The Issue At issue herein is whether Petitioner, Ellen Moldoff, is qualified for a supervisor's license in microbiology under Section 10D-41.24(10), Florida Administrative Code.

Findings Of Fact Based on the testimony of the witnesses and their demeanor while testifying, the following relevant facts are found. On February 27, 1979, George S. Tylor, Jr., B.A., Clinical Laboratory program, advised Ellen Moldoff, petitioner, that her application for licensure as a supervisor was being denied under the provisions of the Florida Clinical Laboratory Law, Chapter 483, Florida Statutes, in that, "You do not have the 60 semester hours and the 10 years experience required under Section 10D-41.24 (10), of the Florida Administrative Code." Petitioner timely appealed the Department's denial of her application for a supervisor's license in microbiology. During the course of the hearing, Petitioner acknowledged the fact that she failed to satisfy either the sixty-semester-hour requirement or its equivalent in quarter or semester hours (two years of academic study) in an accredited college or university or that she possessed the ten years pertinent experience requirement as set forth in Chapter 10D-41.24 (10), Florida Administrative Code.

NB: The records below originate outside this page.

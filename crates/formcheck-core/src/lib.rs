#![forbid(unsafe_code)]
#![deny(
    unused_must_use,
    clippy::all,
    clippy::pedantic,
    rustdoc::broken_intra_doc_links,
    rustdoc::bare_urls,
    missing_docs
)]
#![allow(clippy::module_name_repetitions)]

//! Validation-state styling primitives shared by the formcheck UI.
//!
//! The validation engine reports field lifecycle events through a
//! [`ValidationContext`]. A [`FieldObserver`] tracks one named field and
//! derives the Bootstrap class its input carries (`is-invalid`, `is-warning`,
//! `is-valid`). Feedback containers style their messages with one of the
//! [`FieldFeedbackClassNames`] presets or a caller-supplied mapping.

pub mod config;
pub mod context;
pub mod display;
pub mod error;
pub mod events;
pub mod field;
pub mod observer;
pub mod presets;

pub use config::FeedbackConfig;
pub use context::{ListenerCounts, ListenerId, ListenerKind, Subscription, ValidationContext};
pub use display::{INVALID_CLASS, VALID_CLASS, ValidationDisplayState, WARNING_CLASS};
pub use error::{ConfigError, ConfigResult};
pub use events::ValidationEvent;
pub use field::{FeedbackKind, Field, FieldFeedbackValidation, FieldOutcome};
pub use observer::{FieldObserver, MountedObserver, OutcomeSnapshot};
pub use presets::{FieldFeedbackClassNames, Preset};
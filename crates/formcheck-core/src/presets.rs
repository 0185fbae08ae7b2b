//! Feedback class-name presets for Bootstrap 4 inline and tooltip display.

use std::borrow::Cow;
use std::str::FromStr;

use serde::{Deserialize, Serialize};

use crate::error::ConfigError;
use crate::field::FeedbackKind;

/// Mapping from feedback kind to the class of the element rendering it.
#[derive(Clone, Debug, PartialEq, Eq, Hash, Serialize, Deserialize)]
pub struct FieldFeedbackClassNames {
    /// Class for error feedback.
    pub error: Cow<'static, str>,
    /// Class for warning feedback.
    pub warning: Cow<'static, str>,
    /// Class for info feedback.
    pub info: Cow<'static, str>,
    /// Class for "valid" feedback.
    pub valid: Cow<'static, str>,
}

impl FieldFeedbackClassNames {
    /// Feedback rendered below the input.
    pub const INLINE: Self = Self {
        error: Cow::Borrowed("invalid-feedback"),
        warning: Cow::Borrowed("warning-feedback"),
        info: Cow::Borrowed("info-feedback"),
        valid: Cow::Borrowed("valid-feedback"),
    };

    /// Feedback rendered as a tooltip next to the input.
    pub const TOOLTIP: Self = Self {
        error: Cow::Borrowed("invalid-tooltip"),
        warning: Cow::Borrowed("warning-tooltip"),
        info: Cow::Borrowed("info-tooltip"),
        valid: Cow::Borrowed("valid-tooltip"),
    };

    /// Build a custom mapping.
    #[must_use]
    pub fn new(
        error: impl Into<Cow<'static, str>>,
        warning: impl Into<Cow<'static, str>>,
        info: impl Into<Cow<'static, str>>,
        valid: impl Into<Cow<'static, str>>,
    ) -> Self {
        Self {
            error: error.into(),
            warning: warning.into(),
            info: info.into(),
            valid: valid.into(),
        }
    }

    /// Class for feedback of `kind`.
    #[must_use]
    pub fn class_for(&self, kind: FeedbackKind) -> &str {
        match kind {
            FeedbackKind::Error => &self.error,
            FeedbackKind::Warning => &self.warning,
            FeedbackKind::Info => &self.info,
            FeedbackKind::Valid => &self.valid,
        }
    }
}

impl Default for FieldFeedbackClassNames {
    fn default() -> Self {
        Self::INLINE
    }
}

/// Named preset selectable from configuration.
#[derive(Clone, Copy, Debug, Default, PartialEq, Eq, Hash, Serialize, Deserialize)]
#[serde(rename_all = "snake_case")]
pub enum Preset {
    /// [`FieldFeedbackClassNames::INLINE`].
    #[default]
    Inline,
    /// [`FieldFeedbackClassNames::TOOLTIP`].
    Tooltip,
}

impl Preset {
    /// Class names carried by the preset.
    #[must_use]
    pub const fn class_names(self) -> FieldFeedbackClassNames {
        match self {
            Self::Inline => FieldFeedbackClassNames::INLINE,
            Self::Tooltip => FieldFeedbackClassNames::TOOLTIP,
        }
    }

    /// Stable name used in configuration.
    #[must_use]
    pub const fn as_str(self) -> &'static str {
        match self {
            Self::Inline => "inline",
            Self::Tooltip => "tooltip",
        }
    }
}

impl FromStr for Preset {
    type Err = ConfigError;

    fn from_str(value: &str) -> Result<Self, Self::Err> {
        match value.trim().to_ascii_lowercase().as_str() {
            "inline" => Ok(Self::Inline),
            "tooltip" => Ok(Self::Tooltip),
            _ => Err(ConfigError::UnknownPreset {
                value: value.to_string(),
            }),
        }
    }
}
//! Validation display state and its input class names.

use crate::field::FieldOutcome;

/// Input class applied when the field has errors.
pub const INVALID_CLASS: &str = "is-invalid";
/// Input class applied when the field has warnings but no errors.
pub const WARNING_CLASS: &str = "is-warning";
/// Input class applied when the field is valid.
pub const VALID_CLASS: &str = "is-valid";

/// What an input currently shows about its field.
#[derive(Clone, Copy, Debug, Default, PartialEq, Eq, Hash)]
pub enum ValidationDisplayState {
    /// Nothing known yet, or a validation pass is in flight.
    #[default]
    Absent,
    /// At least one error is displayed.
    Errors,
    /// Warnings are displayed and no errors.
    Warnings,
    /// The field passed validation.
    Valid,
}

impl ValidationDisplayState {
    /// Resolve the state from raw predicates.
    ///
    /// Errors dominate warnings, which dominate validity. A present outcome
    /// with every predicate false resolves to [`Self::Absent`].
    #[must_use]
    pub const fn from_predicates(
        present: bool,
        has_errors: bool,
        has_warnings: bool,
        is_valid: bool,
    ) -> Self {
        if !present {
            Self::Absent
        } else if has_errors {
            Self::Errors
        } else if has_warnings {
            Self::Warnings
        } else if is_valid {
            Self::Valid
        } else {
            Self::Absent
        }
    }

    /// Resolve the state for an optional field outcome.
    #[must_use]
    pub fn of<F: FieldOutcome + ?Sized>(field: Option<&F>) -> Self {
        field.map_or(Self::Absent, |field| {
            Self::from_predicates(
                true,
                field.has_errors(),
                field.has_warnings(),
                field.is_valid(),
            )
        })
    }

    /// Input class contributed by this state, if any.
    #[must_use]
    pub const fn class_name(self) -> Option<&'static str> {
        match self {
            Self::Absent => None,
            Self::Errors => Some(INVALID_CLASS),
            Self::Warnings => Some(WARNING_CLASS),
            Self::Valid => Some(VALID_CLASS),
        }
    }

    /// Label for log fields.
    #[must_use]
    pub const fn as_str(self) -> &'static str {
        match self {
            Self::Absent => "absent",
            Self::Errors => "errors",
            Self::Warnings => "warnings",
            Self::Valid => "valid",
        }
    }
}

#[cfg(test)]
mod tests {
    use super::*;
    use crate::field::{FeedbackKind, Field};

    #[test]
    fn absent_ignores_predicates() {
        for bits in 0_u8..8 {
            let state = ValidationDisplayState::from_predicates(
                false,
                bits & 1 != 0,
                bits & 2 != 0,
                bits & 4 != 0,
            );
            assert_eq!(state, ValidationDisplayState::Absent);
        }
    }

    #[test]
    fn priority_is_errors_then_warnings_then_valid() {
        for bits in 0_u8..8 {
            let (errors, warnings, valid) = (bits & 1 != 0, bits & 2 != 0, bits & 4 != 0);
            let expected = if errors {
                Some("is-invalid")
            } else if warnings {
                Some("is-warning")
            } else if valid {
                Some("is-valid")
            } else {
                None
            };
            let state = ValidationDisplayState::from_predicates(true, errors, warnings, valid);
            assert_eq!(state.class_name(), expected, "bits {bits:03b}");
        }
    }

    #[test]
    fn errors_hide_warnings_on_real_fields() {
        let field = Field::new("email")
            .with_feedback("0.0", FeedbackKind::Warning, true)
            .with_feedback("0.1", FeedbackKind::Error, true);
        assert_eq!(
            ValidationDisplayState::of(Some(&field)),
            ValidationDisplayState::Errors
        );
        assert_eq!(
            ValidationDisplayState::of::<Field>(None),
            ValidationDisplayState::Absent
        );
    }
}
//! Rendered class attribute driven by a live observer.

use formcheck_core::{FeedbackKind, MountedObserver, ValidationContext};
use formcheck_test_support::fixtures::{field_with_errors, init_test_logging, valid_field};
use formcheck_ui::{FieldFeedbackClassNames, Preset, feedback_class, input_class};
use yew::{Classes, classes};

#[test]
fn valid_field_appends_is_valid_to_caller_class() {
    init_test_logging();
    let context = ValidationContext::new();
    let observer = MountedObserver::mount(&context, "email");
    let caller = classes!("form-control");

    assert_eq!(
        input_class(&caller, observer.display_state()).as_deref(),
        Some("form-control")
    );

    context.emit_field_did_validate(&valid_field("email"));
    assert_eq!(
        input_class(&caller, observer.display_state()).as_deref(),
        Some("form-control is-valid")
    );

    context.emit_field_did_validate(&field_with_errors("email"));
    assert_eq!(
        input_class(&Classes::new(), observer.display_state()).as_deref(),
        Some("is-invalid")
    );
}

#[test]
fn explicit_mapping_replaces_the_preset() {
    let custom = FieldFeedbackClassNames::new("text-danger", "text-warning", "text-info", "text-success");
    for kind in FeedbackKind::all() {
        let preset = feedback_class(&Preset::Tooltip.class_names(), kind, &Classes::new());
        let overridden = feedback_class(&custom, kind, &Classes::new());
        assert_ne!(preset, overridden);
        assert!(!overridden.contains("tooltip"));
    }
}
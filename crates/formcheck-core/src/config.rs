//! Feedback styling configuration.
//!
//! # Design
//! - A document selects a preset by name and may supply a full mapping.
//! - A supplied mapping replaces the preset wholesale; fields are never merged.

use serde::{Deserialize, Serialize};
use tracing::debug;

use crate::error::{ConfigError, ConfigResult};
use crate::presets::{FieldFeedbackClassNames, Preset};

/// Styling configuration for feedback containers.
#[derive(Clone, Debug, Default, PartialEq, Eq, Serialize, Deserialize)]
#[serde(default, deny_unknown_fields)]
pub struct FeedbackConfig {
    /// Preset used when no explicit mapping is provided.
    pub preset: Preset,
    /// Explicit mapping that replaces the preset.
    pub class_names: Option<FieldFeedbackClassNames>,
}

impl FeedbackConfig {
    /// Configuration using `preset` with no override.
    #[must_use]
    pub const fn with_preset(preset: Preset) -> Self {
        Self {
            preset,
            class_names: None,
        }
    }

    /// Parse a JSON configuration document.
    ///
    /// # Errors
    ///
    /// Returns [`ConfigError::InvalidJson`] when the document is malformed,
    /// names an unknown preset, or carries an incomplete mapping.
    pub fn from_json(document: &str) -> ConfigResult<Self> {
        let config: Self =
            serde_json::from_str(document).map_err(|source| ConfigError::InvalidJson { source })?;
        debug!(
            preset = config.preset.as_str(),
            overridden = config.class_names.is_some(),
            "feedback configuration loaded"
        );
        Ok(config)
    }

    /// Mapping the feedback container should apply.
    #[must_use]
    pub fn effective_class_names(&self) -> FieldFeedbackClassNames {
        self.class_names
            .clone()
            .unwrap_or_else(|| self.preset.class_names())
    }
}

#[cfg(test)]
mod tests {
    use super::*;
    use crate::field::FeedbackKind;

    #[test]
    fn empty_document_uses_inline_preset() -> ConfigResult<()> {
        let config = FeedbackConfig::from_json("{}")?;
        assert_eq!(config, FeedbackConfig::default());
        assert_eq!(
            config.effective_class_names(),
            FieldFeedbackClassNames::INLINE
        );
        Ok(())
    }

    #[test]
    fn preset_is_selected_by_name() -> ConfigResult<()> {
        let config = FeedbackConfig::from_json(r#"{ "preset": "tooltip" }"#)?;
        assert_eq!(
            config
                .effective_class_names()
                .class_for(FeedbackKind::Error),
            "invalid-tooltip"
        );
        Ok(())
    }

    #[test]
    fn override_replaces_preset() -> ConfigResult<()> {
        let config = FeedbackConfig::from_json(
            r#"{
                "preset": "tooltip",
                "class_names": { "error": "text-danger", "warning": "text-warning", "info": "text-info", "valid": "text-success" }
            }"#,
        )?;
        let names = config.effective_class_names();
        assert_eq!(names.class_for(FeedbackKind::Error), "text-danger");
        assert_eq!(names.class_for(FeedbackKind::Valid), "text-success");
        assert_ne!(names, FieldFeedbackClassNames::TOOLTIP);
        Ok(())
    }

    #[test]
    fn partial_override_is_rejected() {
        let result = FeedbackConfig::from_json(r#"{ "class_names": { "error": "x" } }"#);
        assert!(matches!(result, Err(ConfigError::InvalidJson { .. })));
    }

    #[test]
    fn unknown_preset_is_rejected() {
        let result = FeedbackConfig::from_json(r#"{ "preset": "popover" }"#);
        assert!(matches!(result, Err(ConfigError::InvalidJson { .. })));
        assert_eq!(
            FeedbackConfig::with_preset(Preset::Tooltip).effective_class_names(),
            FieldFeedbackClassNames::TOOLTIP
        );
    }
}
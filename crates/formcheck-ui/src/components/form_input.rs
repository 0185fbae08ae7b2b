//! Input bound to a field's validation state.

use formcheck_core::{MountedObserver, ValidationContext, ValidationDisplayState};
use yew::prelude::*;

use crate::classes::input_class;

/// Properties for [`FormInput`].
#[derive(Properties, PartialEq)]
pub struct FormInputProps {
    /// Event source of the enclosing form.
    pub context: ValidationContext,
    /// Form-control name; only events for this name update the input.
    pub name: AttrValue,
    /// Reference to the rendered element. Not forwarded as an attribute.
    #[prop_or_default]
    pub input_ref: NodeRef,
    /// Caller classes; the validation class is appended after them.
    #[prop_or_default]
    pub class: Classes,
    /// Element id.
    #[prop_or_default]
    pub id: Option<AttrValue>,
    /// Input type; defaults to `text`.
    #[prop_or_default]
    pub input_type: Option<AttrValue>,
    /// Current value.
    #[prop_or_default]
    pub value: Option<AttrValue>,
    /// Placeholder text.
    #[prop_or_default]
    pub placeholder: Option<AttrValue>,
    /// Native `pattern` constraint.
    #[prop_or_default]
    pub pattern: Option<AttrValue>,
    /// Native `minlength` constraint.
    #[prop_or_default]
    pub minlength: Option<AttrValue>,
    /// Native `maxlength` constraint.
    #[prop_or_default]
    pub maxlength: Option<AttrValue>,
    /// Autocomplete hint.
    #[prop_or_default]
    pub autocomplete: Option<AttrValue>,
    /// Accessible label.
    #[prop_or_default]
    pub aria_label: Option<AttrValue>,
    /// Id of the element describing this input, usually its feedback group.
    #[prop_or_default]
    pub aria_describedby: Option<AttrValue>,
    /// Marks the input as required.
    #[prop_or_default]
    pub required: bool,
    /// Disables the input.
    #[prop_or_default]
    pub disabled: bool,
    /// Makes the input read-only.
    #[prop_or_default]
    pub readonly: bool,
    /// Fired on every edit.
    #[prop_or_default]
    pub oninput: Callback<InputEvent>,
    /// Fired when the committed value changes.
    #[prop_or_default]
    pub onchange: Callback<Event>,
    /// Fired when the input loses focus.
    #[prop_or_default]
    pub onblur: Callback<FocusEvent>,
}

/// Input whose class reflects the latest validation outcome of its field.
#[function_component(FormInput)]
pub fn form_input(props: &FormInputProps) -> Html {
    let display = use_state_eq(ValidationDisplayState::default);

    {
        let display = display.clone();
        use_effect_with_deps(
            move |(context, name): &(ValidationContext, AttrValue)| {
                display.set(ValidationDisplayState::Absent);
                let observer = {
                    let display = display.clone();
                    MountedObserver::mount_with(context, name.to_string(), move |state| {
                        display.set(state);
                    })
                };
                move || drop(observer)
            },
            (props.context.clone(), props.name.clone()),
        );
    }

    html! {
        <input
            ref={props.input_ref.clone()}
            class={input_class(&props.class, *display)}
            name={props.name.clone()}
            id={props.id.clone()}
            type={props.input_type.clone().unwrap_or_else(|| AttrValue::from("text"))}
            value={props.value.clone()}
            placeholder={props.placeholder.clone()}
            pattern={props.pattern.clone()}
            minlength={props.minlength.clone()}
            maxlength={props.maxlength.clone()}
            autocomplete={props.autocomplete.clone()}
            aria-label={props.aria_label.clone()}
            aria-describedby={props.aria_describedby.clone()}
            required={props.required}
            disabled={props.disabled}
            readonly={props.readonly}
            oninput={props.oninput.clone()}
            onchange={props.onchange.clone()}
            onblur={props.onblur.clone()}
        />
    }
}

However, Petitioner introduced four letters of recommendation written by employees and other supervisors who were familiar with the Petitioner's skills and abilities. It suffices to say that they all spoke highly of Petitioner's qualifications and highly recommended her to take the supervisor examination in microbiology. Petitioner, during the hearing, alluded to numerous persons whom she considered less qualified than she who were permitted to take the supervisory examination based on an overstatement of qualifications in their applications for licensure as a supervisor. Finally, Petitioner felt that her honesty alone prevented her from being permitted to take the supervisory examination Petitioner expressed her opinion that based on her observation of the clinical supervisors and the duties to which she is assigned, she considered herself as qualified, if not more qualified than those she observed. Respondent does not question Petitioner's ability to fulfill supervisory functions; however, it hastens to add that it has no authority to waive the qualifications for supervisory laboratory personnel as set forth in Chapter 10D-41.24(10), Florida Administrative Code.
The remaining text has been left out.